## Work item
In the data below, which lines contain "clock"? List them by copying each one.

(Information given)

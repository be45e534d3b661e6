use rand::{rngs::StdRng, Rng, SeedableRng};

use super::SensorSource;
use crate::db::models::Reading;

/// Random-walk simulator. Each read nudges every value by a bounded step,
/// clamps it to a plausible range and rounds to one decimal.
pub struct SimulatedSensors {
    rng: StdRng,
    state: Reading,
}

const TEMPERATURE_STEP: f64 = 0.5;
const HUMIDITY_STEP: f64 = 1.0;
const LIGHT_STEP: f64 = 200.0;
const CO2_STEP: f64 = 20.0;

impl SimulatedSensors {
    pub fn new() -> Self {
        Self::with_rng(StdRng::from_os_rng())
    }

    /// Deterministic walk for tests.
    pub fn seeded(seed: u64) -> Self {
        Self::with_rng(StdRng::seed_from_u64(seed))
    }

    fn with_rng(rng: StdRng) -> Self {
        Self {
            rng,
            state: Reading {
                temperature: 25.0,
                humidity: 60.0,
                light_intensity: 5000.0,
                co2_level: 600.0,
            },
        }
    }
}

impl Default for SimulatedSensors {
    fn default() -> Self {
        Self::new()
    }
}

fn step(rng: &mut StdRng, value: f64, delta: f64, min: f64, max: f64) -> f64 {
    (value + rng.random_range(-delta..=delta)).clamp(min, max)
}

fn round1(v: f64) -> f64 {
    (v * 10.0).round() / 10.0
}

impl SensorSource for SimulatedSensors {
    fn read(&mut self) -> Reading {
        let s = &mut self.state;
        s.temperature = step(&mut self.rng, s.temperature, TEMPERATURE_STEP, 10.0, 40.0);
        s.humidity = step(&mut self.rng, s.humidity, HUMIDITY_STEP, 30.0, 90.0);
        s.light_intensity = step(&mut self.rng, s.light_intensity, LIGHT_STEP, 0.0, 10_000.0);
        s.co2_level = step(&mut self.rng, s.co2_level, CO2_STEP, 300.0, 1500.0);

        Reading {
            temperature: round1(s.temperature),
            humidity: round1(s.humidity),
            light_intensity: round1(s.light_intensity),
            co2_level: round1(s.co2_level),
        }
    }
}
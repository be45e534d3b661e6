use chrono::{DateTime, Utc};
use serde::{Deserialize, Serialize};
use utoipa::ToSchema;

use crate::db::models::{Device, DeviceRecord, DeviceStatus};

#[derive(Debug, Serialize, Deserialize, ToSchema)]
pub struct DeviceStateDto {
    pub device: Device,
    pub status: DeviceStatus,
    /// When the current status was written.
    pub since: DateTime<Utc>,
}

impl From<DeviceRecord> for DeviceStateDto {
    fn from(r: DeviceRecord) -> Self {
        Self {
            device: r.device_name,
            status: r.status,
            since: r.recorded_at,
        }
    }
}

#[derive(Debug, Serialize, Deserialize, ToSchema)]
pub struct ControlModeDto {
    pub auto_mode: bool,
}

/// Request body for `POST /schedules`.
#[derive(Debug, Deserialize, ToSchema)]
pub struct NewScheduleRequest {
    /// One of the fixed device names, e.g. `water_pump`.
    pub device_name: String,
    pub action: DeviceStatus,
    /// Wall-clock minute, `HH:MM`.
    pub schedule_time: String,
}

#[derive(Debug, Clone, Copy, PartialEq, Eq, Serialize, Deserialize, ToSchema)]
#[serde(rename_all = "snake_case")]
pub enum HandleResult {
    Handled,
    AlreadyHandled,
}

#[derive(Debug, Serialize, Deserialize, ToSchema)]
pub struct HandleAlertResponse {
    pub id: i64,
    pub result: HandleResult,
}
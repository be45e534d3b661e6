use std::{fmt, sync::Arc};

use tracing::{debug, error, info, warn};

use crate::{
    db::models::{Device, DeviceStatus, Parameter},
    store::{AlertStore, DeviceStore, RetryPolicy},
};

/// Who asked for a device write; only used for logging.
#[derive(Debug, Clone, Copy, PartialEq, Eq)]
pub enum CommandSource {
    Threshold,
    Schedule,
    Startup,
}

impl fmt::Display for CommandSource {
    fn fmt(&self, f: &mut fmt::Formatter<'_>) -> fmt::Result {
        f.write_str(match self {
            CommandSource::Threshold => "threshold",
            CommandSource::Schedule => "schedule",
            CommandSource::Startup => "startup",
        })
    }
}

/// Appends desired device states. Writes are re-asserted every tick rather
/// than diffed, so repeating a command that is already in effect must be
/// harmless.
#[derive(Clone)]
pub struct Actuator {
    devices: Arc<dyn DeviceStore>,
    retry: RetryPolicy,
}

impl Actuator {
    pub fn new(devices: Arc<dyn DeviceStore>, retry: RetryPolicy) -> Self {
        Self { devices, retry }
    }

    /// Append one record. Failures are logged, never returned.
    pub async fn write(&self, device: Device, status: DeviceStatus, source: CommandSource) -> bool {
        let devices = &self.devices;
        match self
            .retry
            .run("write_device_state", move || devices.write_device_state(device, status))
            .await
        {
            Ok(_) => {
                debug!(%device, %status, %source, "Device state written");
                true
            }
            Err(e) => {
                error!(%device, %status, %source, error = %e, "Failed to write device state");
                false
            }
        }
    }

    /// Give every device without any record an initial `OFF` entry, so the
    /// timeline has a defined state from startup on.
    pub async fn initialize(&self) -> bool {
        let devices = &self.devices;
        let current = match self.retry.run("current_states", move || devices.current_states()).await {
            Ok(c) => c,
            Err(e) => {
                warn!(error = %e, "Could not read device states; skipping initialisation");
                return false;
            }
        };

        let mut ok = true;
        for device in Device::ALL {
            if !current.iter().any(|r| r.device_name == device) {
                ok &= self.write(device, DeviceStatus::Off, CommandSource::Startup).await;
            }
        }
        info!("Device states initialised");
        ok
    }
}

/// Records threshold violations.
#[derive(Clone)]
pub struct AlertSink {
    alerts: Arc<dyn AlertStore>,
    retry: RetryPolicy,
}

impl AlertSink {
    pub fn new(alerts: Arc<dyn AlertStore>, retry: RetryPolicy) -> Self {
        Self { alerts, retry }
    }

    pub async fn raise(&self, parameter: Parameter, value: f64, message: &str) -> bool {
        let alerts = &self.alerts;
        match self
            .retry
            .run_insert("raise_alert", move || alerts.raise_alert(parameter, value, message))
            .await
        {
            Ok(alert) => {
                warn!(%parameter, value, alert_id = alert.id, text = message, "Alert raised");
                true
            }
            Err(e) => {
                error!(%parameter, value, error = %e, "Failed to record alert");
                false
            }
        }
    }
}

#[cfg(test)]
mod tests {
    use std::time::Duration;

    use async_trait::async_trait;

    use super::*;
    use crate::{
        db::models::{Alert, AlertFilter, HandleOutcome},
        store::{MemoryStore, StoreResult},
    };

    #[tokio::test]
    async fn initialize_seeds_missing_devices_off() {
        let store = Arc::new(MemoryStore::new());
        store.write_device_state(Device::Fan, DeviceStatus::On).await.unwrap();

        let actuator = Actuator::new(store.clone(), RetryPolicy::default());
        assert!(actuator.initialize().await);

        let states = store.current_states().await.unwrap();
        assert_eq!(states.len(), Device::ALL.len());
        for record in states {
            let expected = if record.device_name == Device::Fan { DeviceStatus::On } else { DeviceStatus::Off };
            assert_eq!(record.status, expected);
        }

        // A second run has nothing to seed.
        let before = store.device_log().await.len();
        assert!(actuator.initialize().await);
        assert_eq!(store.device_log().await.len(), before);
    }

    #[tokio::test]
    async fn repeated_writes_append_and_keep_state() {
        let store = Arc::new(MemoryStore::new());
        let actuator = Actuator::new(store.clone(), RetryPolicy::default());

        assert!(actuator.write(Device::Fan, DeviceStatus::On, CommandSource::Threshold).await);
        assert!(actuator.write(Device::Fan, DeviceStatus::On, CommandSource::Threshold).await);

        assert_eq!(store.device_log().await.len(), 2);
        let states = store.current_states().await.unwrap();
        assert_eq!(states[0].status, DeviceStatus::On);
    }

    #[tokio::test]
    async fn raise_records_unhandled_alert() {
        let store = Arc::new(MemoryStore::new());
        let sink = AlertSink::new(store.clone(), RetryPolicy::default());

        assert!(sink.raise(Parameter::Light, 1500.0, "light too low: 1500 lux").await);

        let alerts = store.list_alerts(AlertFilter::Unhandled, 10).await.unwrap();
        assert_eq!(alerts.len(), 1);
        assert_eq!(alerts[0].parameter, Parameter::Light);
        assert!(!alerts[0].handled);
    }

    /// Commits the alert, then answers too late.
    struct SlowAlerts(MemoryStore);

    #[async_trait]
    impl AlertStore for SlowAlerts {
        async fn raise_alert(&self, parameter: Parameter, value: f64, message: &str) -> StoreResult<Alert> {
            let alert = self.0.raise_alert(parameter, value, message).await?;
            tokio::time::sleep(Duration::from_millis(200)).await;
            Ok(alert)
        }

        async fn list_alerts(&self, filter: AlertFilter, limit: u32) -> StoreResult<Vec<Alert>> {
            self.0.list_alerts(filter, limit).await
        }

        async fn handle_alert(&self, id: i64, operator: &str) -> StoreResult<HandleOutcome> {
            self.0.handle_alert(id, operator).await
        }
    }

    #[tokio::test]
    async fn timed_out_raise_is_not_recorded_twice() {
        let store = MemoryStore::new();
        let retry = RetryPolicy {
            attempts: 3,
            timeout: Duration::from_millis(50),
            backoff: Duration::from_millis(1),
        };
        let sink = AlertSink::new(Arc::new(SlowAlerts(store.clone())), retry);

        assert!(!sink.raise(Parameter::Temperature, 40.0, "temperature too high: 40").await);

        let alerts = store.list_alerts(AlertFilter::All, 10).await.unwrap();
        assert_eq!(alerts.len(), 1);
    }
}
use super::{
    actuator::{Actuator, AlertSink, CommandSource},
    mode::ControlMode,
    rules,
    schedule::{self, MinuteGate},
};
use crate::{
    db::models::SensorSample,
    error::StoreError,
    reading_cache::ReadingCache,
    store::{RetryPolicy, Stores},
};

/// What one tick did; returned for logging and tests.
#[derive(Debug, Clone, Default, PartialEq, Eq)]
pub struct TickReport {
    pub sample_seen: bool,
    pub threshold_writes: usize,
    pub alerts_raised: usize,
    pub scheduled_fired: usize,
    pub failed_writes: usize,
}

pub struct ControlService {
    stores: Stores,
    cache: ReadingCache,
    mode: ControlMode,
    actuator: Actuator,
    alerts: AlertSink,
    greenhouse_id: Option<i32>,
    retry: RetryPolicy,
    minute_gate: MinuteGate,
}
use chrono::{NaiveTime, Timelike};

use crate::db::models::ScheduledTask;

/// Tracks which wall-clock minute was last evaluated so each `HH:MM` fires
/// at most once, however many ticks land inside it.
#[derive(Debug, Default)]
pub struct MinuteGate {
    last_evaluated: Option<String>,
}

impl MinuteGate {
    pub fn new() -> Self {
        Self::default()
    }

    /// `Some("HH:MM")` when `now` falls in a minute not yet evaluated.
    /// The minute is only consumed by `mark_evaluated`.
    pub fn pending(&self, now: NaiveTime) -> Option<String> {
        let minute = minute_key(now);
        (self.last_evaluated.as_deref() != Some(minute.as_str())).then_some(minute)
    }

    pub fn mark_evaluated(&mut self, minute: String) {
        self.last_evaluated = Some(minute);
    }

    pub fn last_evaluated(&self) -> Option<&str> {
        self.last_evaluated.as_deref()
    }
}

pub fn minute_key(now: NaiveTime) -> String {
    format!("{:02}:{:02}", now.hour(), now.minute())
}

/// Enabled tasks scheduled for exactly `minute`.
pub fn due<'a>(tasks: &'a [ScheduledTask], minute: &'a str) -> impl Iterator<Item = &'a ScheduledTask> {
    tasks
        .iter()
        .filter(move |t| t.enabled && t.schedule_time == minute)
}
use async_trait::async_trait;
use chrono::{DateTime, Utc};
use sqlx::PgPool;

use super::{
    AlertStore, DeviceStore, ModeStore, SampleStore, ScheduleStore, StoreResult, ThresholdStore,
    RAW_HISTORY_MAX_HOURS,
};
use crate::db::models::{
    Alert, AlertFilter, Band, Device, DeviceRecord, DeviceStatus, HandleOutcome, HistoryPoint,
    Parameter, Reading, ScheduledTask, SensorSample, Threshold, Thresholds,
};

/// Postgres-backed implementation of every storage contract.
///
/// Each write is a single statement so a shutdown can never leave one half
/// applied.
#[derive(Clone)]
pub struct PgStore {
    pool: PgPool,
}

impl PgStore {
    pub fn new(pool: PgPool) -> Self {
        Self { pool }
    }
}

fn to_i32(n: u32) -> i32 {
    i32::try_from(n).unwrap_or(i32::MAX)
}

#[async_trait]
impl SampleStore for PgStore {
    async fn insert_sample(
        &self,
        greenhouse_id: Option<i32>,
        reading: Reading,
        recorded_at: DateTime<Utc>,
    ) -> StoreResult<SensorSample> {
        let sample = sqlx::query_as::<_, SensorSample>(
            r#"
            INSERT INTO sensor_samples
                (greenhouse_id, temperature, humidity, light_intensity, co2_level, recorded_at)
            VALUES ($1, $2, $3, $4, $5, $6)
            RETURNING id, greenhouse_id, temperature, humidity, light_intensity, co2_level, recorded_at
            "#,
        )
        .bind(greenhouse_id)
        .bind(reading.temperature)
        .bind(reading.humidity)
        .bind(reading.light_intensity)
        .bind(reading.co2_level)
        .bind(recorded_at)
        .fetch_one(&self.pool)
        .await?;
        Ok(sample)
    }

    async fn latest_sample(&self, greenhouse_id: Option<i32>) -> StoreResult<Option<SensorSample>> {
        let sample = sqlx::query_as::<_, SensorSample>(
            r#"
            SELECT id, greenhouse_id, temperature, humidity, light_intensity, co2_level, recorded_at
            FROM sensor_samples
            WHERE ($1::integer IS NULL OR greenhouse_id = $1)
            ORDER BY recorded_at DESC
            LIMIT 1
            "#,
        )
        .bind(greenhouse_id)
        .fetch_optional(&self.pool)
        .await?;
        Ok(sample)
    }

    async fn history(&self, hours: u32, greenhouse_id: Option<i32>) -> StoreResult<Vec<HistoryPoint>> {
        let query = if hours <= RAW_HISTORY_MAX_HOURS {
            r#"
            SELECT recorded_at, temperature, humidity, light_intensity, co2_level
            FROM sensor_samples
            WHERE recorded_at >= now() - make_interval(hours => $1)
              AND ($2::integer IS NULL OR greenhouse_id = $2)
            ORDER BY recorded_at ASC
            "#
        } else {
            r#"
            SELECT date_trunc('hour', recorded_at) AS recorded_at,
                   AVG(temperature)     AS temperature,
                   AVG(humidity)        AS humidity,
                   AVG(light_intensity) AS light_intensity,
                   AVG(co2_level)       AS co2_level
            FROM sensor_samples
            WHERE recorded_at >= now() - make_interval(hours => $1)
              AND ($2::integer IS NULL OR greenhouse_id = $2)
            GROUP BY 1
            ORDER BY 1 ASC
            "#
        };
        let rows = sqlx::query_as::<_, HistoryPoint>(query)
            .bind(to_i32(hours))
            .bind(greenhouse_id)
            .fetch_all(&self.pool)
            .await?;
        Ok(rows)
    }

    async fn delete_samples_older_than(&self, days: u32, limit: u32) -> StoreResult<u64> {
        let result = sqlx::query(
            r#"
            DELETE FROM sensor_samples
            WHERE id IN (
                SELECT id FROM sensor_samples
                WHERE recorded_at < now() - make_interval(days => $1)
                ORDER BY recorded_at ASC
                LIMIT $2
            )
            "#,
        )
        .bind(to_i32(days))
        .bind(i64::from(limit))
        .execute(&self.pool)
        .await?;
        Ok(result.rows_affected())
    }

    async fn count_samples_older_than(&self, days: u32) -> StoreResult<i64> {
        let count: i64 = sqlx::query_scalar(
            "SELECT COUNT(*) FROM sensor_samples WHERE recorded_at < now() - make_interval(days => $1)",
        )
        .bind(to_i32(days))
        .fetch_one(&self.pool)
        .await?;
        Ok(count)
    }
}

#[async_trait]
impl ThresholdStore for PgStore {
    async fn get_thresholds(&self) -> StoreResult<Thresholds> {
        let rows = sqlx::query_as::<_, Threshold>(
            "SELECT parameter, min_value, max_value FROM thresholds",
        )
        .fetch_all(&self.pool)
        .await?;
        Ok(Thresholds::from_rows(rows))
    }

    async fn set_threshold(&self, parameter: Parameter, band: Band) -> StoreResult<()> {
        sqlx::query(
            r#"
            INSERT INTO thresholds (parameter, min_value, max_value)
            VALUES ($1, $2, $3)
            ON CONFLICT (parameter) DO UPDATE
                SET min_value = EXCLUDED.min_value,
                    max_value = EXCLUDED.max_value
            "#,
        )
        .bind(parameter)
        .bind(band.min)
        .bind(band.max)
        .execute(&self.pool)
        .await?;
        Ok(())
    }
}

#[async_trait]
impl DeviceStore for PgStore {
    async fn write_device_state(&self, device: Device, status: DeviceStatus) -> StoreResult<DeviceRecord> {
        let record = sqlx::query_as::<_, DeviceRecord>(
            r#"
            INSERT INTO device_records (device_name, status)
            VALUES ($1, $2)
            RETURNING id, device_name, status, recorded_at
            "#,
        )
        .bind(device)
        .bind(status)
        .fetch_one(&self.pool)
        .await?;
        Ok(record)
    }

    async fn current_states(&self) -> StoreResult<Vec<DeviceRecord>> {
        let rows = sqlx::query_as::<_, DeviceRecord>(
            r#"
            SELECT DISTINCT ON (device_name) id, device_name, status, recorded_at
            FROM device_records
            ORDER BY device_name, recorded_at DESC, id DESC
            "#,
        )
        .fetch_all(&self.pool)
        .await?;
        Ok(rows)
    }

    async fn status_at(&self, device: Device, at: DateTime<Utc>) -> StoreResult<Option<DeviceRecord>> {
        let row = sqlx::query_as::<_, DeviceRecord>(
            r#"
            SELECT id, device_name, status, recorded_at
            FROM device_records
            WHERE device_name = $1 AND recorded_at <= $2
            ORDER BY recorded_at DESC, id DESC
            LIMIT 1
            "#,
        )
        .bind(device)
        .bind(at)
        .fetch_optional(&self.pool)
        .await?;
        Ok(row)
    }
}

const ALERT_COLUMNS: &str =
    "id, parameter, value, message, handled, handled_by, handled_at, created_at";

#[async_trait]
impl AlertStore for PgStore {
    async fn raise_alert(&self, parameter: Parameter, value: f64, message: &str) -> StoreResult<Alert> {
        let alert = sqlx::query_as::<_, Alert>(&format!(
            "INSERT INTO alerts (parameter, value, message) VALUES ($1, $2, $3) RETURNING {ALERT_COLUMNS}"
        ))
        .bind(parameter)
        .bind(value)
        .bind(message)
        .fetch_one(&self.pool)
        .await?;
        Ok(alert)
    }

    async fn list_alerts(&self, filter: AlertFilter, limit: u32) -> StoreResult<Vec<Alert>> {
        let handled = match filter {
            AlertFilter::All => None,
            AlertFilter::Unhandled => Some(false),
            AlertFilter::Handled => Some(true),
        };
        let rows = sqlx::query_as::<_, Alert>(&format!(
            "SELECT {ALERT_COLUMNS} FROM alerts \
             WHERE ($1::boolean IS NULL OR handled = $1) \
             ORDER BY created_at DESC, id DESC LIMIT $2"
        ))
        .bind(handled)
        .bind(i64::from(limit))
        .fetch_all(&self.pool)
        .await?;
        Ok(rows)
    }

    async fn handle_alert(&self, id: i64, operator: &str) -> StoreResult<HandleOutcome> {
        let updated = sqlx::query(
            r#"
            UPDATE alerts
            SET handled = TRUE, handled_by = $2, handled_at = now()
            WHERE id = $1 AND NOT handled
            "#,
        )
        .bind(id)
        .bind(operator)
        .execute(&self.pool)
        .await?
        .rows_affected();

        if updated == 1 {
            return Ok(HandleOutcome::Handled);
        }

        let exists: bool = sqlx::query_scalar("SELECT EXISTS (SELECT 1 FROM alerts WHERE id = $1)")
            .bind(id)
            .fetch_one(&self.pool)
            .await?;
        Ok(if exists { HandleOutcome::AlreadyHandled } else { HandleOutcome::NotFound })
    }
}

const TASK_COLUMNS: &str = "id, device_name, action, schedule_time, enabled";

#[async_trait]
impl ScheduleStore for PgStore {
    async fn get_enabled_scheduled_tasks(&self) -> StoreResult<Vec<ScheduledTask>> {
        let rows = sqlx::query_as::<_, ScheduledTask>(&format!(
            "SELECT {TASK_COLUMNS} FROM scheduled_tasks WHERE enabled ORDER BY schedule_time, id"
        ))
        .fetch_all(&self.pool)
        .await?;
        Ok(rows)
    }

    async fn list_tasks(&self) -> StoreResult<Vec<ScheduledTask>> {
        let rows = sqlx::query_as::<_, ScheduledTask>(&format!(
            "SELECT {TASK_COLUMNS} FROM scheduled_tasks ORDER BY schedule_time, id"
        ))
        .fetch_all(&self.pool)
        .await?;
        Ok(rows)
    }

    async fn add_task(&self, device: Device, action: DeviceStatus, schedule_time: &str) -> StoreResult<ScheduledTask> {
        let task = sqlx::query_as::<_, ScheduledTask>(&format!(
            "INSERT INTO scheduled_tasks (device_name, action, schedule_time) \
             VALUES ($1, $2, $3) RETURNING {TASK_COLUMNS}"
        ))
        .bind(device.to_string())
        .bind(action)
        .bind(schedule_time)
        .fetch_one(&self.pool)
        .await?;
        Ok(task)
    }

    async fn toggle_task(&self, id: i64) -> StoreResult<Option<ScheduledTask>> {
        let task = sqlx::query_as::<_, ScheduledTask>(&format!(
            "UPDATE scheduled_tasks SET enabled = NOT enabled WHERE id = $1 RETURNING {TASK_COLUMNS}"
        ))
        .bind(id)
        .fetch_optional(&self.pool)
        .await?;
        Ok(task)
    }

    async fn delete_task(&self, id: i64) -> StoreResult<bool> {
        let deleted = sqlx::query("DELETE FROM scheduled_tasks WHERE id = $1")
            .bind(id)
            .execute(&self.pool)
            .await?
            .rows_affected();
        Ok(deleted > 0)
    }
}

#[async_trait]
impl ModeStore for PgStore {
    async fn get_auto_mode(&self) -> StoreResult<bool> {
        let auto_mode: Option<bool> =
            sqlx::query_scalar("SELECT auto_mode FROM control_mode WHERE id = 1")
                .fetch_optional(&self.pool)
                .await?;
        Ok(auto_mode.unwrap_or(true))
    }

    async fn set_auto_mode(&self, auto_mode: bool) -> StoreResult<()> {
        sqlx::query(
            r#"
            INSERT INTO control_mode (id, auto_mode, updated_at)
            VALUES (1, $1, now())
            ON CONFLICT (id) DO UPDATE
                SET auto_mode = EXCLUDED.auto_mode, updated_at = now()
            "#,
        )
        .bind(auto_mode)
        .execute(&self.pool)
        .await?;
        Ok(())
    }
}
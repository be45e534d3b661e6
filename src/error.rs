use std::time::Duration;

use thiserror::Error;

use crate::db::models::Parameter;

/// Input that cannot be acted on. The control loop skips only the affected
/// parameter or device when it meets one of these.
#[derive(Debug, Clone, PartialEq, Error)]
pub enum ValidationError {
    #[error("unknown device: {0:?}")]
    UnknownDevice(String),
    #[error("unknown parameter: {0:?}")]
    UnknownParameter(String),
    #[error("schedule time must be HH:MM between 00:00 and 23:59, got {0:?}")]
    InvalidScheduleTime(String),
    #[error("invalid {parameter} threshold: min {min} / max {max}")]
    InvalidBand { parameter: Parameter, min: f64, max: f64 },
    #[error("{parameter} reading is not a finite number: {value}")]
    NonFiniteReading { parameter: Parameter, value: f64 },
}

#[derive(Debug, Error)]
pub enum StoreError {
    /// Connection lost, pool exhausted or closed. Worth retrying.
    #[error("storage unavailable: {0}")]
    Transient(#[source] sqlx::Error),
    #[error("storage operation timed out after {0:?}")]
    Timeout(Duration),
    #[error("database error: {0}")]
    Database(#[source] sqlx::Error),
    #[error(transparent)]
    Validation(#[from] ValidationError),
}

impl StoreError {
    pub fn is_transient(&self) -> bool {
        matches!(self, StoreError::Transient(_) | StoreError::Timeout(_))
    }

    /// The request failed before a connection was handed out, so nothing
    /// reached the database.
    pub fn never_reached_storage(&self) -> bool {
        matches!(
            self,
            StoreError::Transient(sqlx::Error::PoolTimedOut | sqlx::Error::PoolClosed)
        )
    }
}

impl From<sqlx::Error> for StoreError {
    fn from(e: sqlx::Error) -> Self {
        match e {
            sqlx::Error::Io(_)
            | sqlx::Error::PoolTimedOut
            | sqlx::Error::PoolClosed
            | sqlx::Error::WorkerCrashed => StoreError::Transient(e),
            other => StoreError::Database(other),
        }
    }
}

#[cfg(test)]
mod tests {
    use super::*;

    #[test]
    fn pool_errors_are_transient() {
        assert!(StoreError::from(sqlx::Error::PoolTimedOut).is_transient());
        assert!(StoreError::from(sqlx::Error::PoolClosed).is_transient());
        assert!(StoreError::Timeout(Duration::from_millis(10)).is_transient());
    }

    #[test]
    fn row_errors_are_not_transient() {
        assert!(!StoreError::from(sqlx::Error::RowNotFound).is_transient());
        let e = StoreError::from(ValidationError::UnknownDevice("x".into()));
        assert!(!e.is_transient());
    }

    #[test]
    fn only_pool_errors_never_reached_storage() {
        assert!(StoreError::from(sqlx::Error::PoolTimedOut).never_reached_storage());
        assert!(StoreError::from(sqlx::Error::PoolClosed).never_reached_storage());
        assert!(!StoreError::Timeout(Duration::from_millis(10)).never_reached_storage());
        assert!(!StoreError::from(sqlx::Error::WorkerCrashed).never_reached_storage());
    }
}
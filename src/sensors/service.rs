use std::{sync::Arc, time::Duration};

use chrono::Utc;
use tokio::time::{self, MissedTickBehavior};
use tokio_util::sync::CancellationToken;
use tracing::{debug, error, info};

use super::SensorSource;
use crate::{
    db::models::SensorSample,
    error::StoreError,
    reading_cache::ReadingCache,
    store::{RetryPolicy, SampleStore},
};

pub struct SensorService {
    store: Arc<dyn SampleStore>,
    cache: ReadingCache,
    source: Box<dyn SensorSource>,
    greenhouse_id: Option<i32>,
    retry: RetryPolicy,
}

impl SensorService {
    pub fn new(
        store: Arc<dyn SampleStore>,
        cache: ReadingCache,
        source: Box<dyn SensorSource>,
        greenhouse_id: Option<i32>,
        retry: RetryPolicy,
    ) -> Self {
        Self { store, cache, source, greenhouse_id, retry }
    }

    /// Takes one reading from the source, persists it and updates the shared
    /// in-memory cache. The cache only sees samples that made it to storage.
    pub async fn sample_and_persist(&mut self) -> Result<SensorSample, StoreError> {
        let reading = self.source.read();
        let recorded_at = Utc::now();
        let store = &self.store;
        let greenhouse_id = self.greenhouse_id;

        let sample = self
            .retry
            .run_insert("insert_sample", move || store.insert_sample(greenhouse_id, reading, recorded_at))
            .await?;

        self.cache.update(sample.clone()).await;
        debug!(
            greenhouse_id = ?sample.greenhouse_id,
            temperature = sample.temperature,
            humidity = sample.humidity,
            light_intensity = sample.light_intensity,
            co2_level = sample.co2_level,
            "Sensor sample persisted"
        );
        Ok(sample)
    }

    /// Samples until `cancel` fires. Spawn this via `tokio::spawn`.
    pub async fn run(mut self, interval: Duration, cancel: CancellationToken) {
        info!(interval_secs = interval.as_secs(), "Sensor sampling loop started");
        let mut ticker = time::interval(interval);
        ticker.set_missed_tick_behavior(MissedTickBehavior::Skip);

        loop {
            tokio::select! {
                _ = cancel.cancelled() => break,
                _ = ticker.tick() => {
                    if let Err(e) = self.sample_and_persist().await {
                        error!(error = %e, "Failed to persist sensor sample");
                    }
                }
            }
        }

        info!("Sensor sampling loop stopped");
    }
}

(End Information given)

## Exercise solution
    /// Wall-clock minute, `HH:MM`.
/// Tracks which wall-clock minute was last evaluated so each `HH:MM` fires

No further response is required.